GENTE DE CRISTAL Y FUEGO









Creí que, simplemente, después de tantas decepciones acabaría volviéndome fría, metamorfoseándome en una chica de hielo y dudas que huye de darse la mano con extraños. Pero no ha sido así. Al contrario. He ido ardiendo más y más con el tiempo. Me da igual caerme, sangrar, apostar y perder y perder. Me da igual. De verdad. Creo que el orgullo lo perdí hace demasiado tiempo. Antes quizás me habría dado miedo admitirlo: que arriesgo siempre y que en realidad a veces se puede jugar conmigo porque aunque quizás soy valiente también soy vulnerable. A veces las cosas se caen sobre mí como cien kilos de peso. Qué pena, ser de fuego y cristal. Sería bonito arder y no romperme. Pero soy transparencia y cenizas. Y qué más da, digo adiós y punto. Porque se van. Al final se acaban yendo en ese tren y da igual que corras detrás. Porque la gente y las cosas se marchan dándole la mano al olvido. Y entonces te quedas en el andén para siempre. No me refiero a que permanezcas siempre en el mismo lugar, es más bien un estado latente que se queda contigo vayas a Kenia a Londres o a Miami. Porque la nostalgia va inscrita en la gente de cristal que se rompe por gente de hielo, que mira por el otro lado del telescopio. Y no es ser débil, sino frágil. No es una cuestión de ánimos, felicidad... es más bien un modo de ser.

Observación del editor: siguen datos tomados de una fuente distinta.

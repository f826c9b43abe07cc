// Tablo - line-oriented tabular text format
//
// Copyright (c) 2025 The tablo project contributors.
//
// SPDX-License-Identifier: Apache-2.0
//
// Licensed under the Apache License, Version 2.0 (the "License");
// you may not use this file except in compliance with the License.
// You may obtain a copy of the License in the LICENSE file at the
// root of this repository or at: http://www.apache.org/licenses/LICENSE-2.0
//
// Unless required by applicable law or agreed to in writing, software
// distributed under the License is distributed on an "AS IS" BASIS,
// WITHOUT WARRANTIES OR CONDITIONS OF ANY KIND, either express or implied.
// See the License for the specific language governing permissions and
// limitations under the License.

//! Backtracking combinator engine.
//!
//! Rules are plain functions of `(&Source, offset)` returning either
//! [`Progress`] (new absolute offset plus the produced value) or
//! [`Mismatch`] (what was expected, anchored at the offset where the
//! enclosing construct began). There is no shared cursor and no interior
//! mutability, so any number of parses can run concurrently.
//!
//! Three combinators compose rules:
//!
//! - [`concat`]: all rules in order; sub-sequences flatten one level into
//!   the combined result; on failure the offset resets to the start.
//! - [`altern`]: ordered alternation; the first success wins, exhaustion
//!   reports every alternative's expectation.
//! - [`repeat`]: a head rule followed by a tail sequence, repeated. A
//!   failing head ends the repetition; a failing tail aborts the whole
//!   repetition (one poisoned iteration discards all of them) unless
//!   lenient repetition is enabled in the parse options.

use crate::lex::Token;
use crate::parser::ParseOptions;
use crate::value::Element;

/// A value produced by a rule.
///
/// The engine's value space is closed: every rule yields exactly one of
/// these shapes, and consumers match exhaustively so a new shape cannot
/// slip through a wildcard arm.
#[derive(Debug, Clone, PartialEq)]
pub enum ParseValue {
    /// A cell element (string, number, boolean, null).
    Element(Element),
    /// A punctuation lexeme.
    Token(Token),
    /// Raw matched text (version numbers, selectors, style tags).
    Text(String),
    /// An ordered sequence of values from a composite rule.
    Seq(Vec<ParseValue>),
}

/// Successful rule application: the offset after the match and the value.
#[derive(Debug, Clone, PartialEq)]
pub struct Progress {
    /// Absolute byte offset of the first unconsumed byte.
    pub at: usize,
    /// The value produced by the rule.
    pub value: ParseValue,
}

impl Progress {
    pub fn new(at: usize, value: ParseValue) -> Self {
        Self { at, value }
    }
}

/// Failed rule application.
#[derive(Debug, Clone, PartialEq)]
pub struct Mismatch {
    /// One-phrase description of what the rule expected.
    pub expected: String,
    /// Offset where the enclosing construct began.
    pub at: usize,
}

impl Mismatch {
    pub fn new(expected: impl Into<String>, at: usize) -> Self {
        Self {
            expected: expected.into(),
            at,
        }
    }
}

/// Outcome of applying a rule at an offset.
pub type RuleResult = std::result::Result<Progress, Mismatch>;

/// A parse rule: pure function of the source and an absolute offset.
pub type Rule = fn(&Source<'_>, usize) -> RuleResult;

/// Input text plus the options active for this parse, shared immutably by
/// every rule invocation.
#[derive(Debug, Clone, Copy)]
pub struct Source<'a> {
    /// The document text.
    pub text: &'a str,
    /// Options for this parse.
    pub options: &'a ParseOptions,
}

impl<'a> Source<'a> {
    pub fn new(text: &'a str, options: &'a ParseOptions) -> Self {
        Self { text, options }
    }

    /// The input as bytes; all offsets index into this slice.
    pub fn bytes(&self) -> &'a [u8] {
        self.text.as_bytes()
    }

    /// Total input length in bytes.
    pub fn len(&self) -> usize {
        self.text.len()
    }

    pub fn is_empty(&self) -> bool {
        self.text.is_empty()
    }
}

/// Apply every rule in order, threading the offset through.
///
/// Values accumulate into one sequence; a sub-rule that itself produced a
/// sequence is spliced in (flattened one level), scalar values are pushed.
/// The first failing rule fails the whole concatenation with that rule's
/// expectation, anchored back at the concatenation's starting offset.
/// An empty rule list succeeds with an empty sequence.
pub fn concat(src: &Source<'_>, at: usize, rules: &[Rule]) -> RuleResult {
    let mut pos = at;
    let mut values = Vec::new();
    for rule in rules {
        match rule(src, pos) {
            Ok(progress) => {
                pos = progress.at;
                push_flattened(&mut values, progress.value);
            }
            Err(mismatch) => return Err(Mismatch::new(mismatch.expected, at)),
        }
    }
    Ok(Progress::new(pos, ParseValue::Seq(values)))
}

/// Try each rule at the same offset; the first success wins and later
/// alternatives are never consulted.
///
/// When every alternative fails, the mismatch lists all of their
/// expectations: `one of {descriptions joined by ","}`.
pub fn altern(src: &Source<'_>, at: usize, rules: &[Rule]) -> RuleResult {
    let mut expected = Vec::with_capacity(rules.len());
    for rule in rules {
        match rule(src, at) {
            Ok(progress) => return Ok(progress),
            Err(mismatch) => expected.push(mismatch.expected),
        }
    }
    Err(Mismatch::new(format!("one of {}", expected.join(",")), at))
}

/// Repeat a head rule followed by a tail sequence.
///
/// Each iteration matches `rules[0]`, then `concat` of `rules[1..]`. A
/// failing head ends the loop (zero iterations is a valid match). A
/// failing tail aborts the entire repetition with the tail's expectation
/// anchored at the repetition's start — unless `lenient_repeat` is set, in
/// which case the iteration is rolled back and the values accumulated so
/// far are returned.
///
/// Accumulation mirrors the asymmetry: the head's value is pushed as a
/// single item even when it is a sequence, while the tail's sequence is
/// spliced. This is what lets a repeated composite rule (like a table row)
/// keep its internal grouping.
pub fn repeat(src: &Source<'_>, at: usize, rules: &[Rule]) -> RuleResult {
    let Some((head, tail)) = rules.split_first() else {
        return Ok(Progress::new(at, ParseValue::Seq(Vec::new())));
    };
    let mut pos = at;
    let mut values = Vec::new();
    loop {
        let head_progress = match head(src, pos) {
            Ok(progress) => progress,
            Err(_) => break,
        };
        match concat(src, head_progress.at, tail) {
            Ok(tail_progress) => {
                values.push(head_progress.value);
                push_flattened(&mut values, tail_progress.value);
                pos = tail_progress.at;
            }
            Err(mismatch) => {
                if src.options.lenient_repeat {
                    break;
                }
                return Err(Mismatch::new(mismatch.expected, at));
            }
        }
    }
    Ok(Progress::new(pos, ParseValue::Seq(values)))
}

fn push_flattened(values: &mut Vec<ParseValue>, value: ParseValue) {
    match value {
        ParseValue::Seq(items) => values.extend(items),
        scalar @ (ParseValue::Element(_) | ParseValue::Token(_) | ParseValue::Text(_)) => {
            values.push(scalar)
        }
    }
}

Consiste en un juego de a ver cuántas veces nos dejamos soltar por un precipicio. Porque agarramos manos equivocadas conviriténdolas en oro, mentalmente. Pero es bonito. Porque andamos con nuestros pedazos, que nos construyen, enteramente, formando una sola pieza reflectante. Y así coleccionamos historias, en el tiempo. Podemos aguantar tornados, sobrevivir a una guerra, llorar menos que otros. Pero, a diferencia del resto, por muy felices que seamos, aunque jamás dejaremos de arder, siempre se nos romperá un poquito el corazón.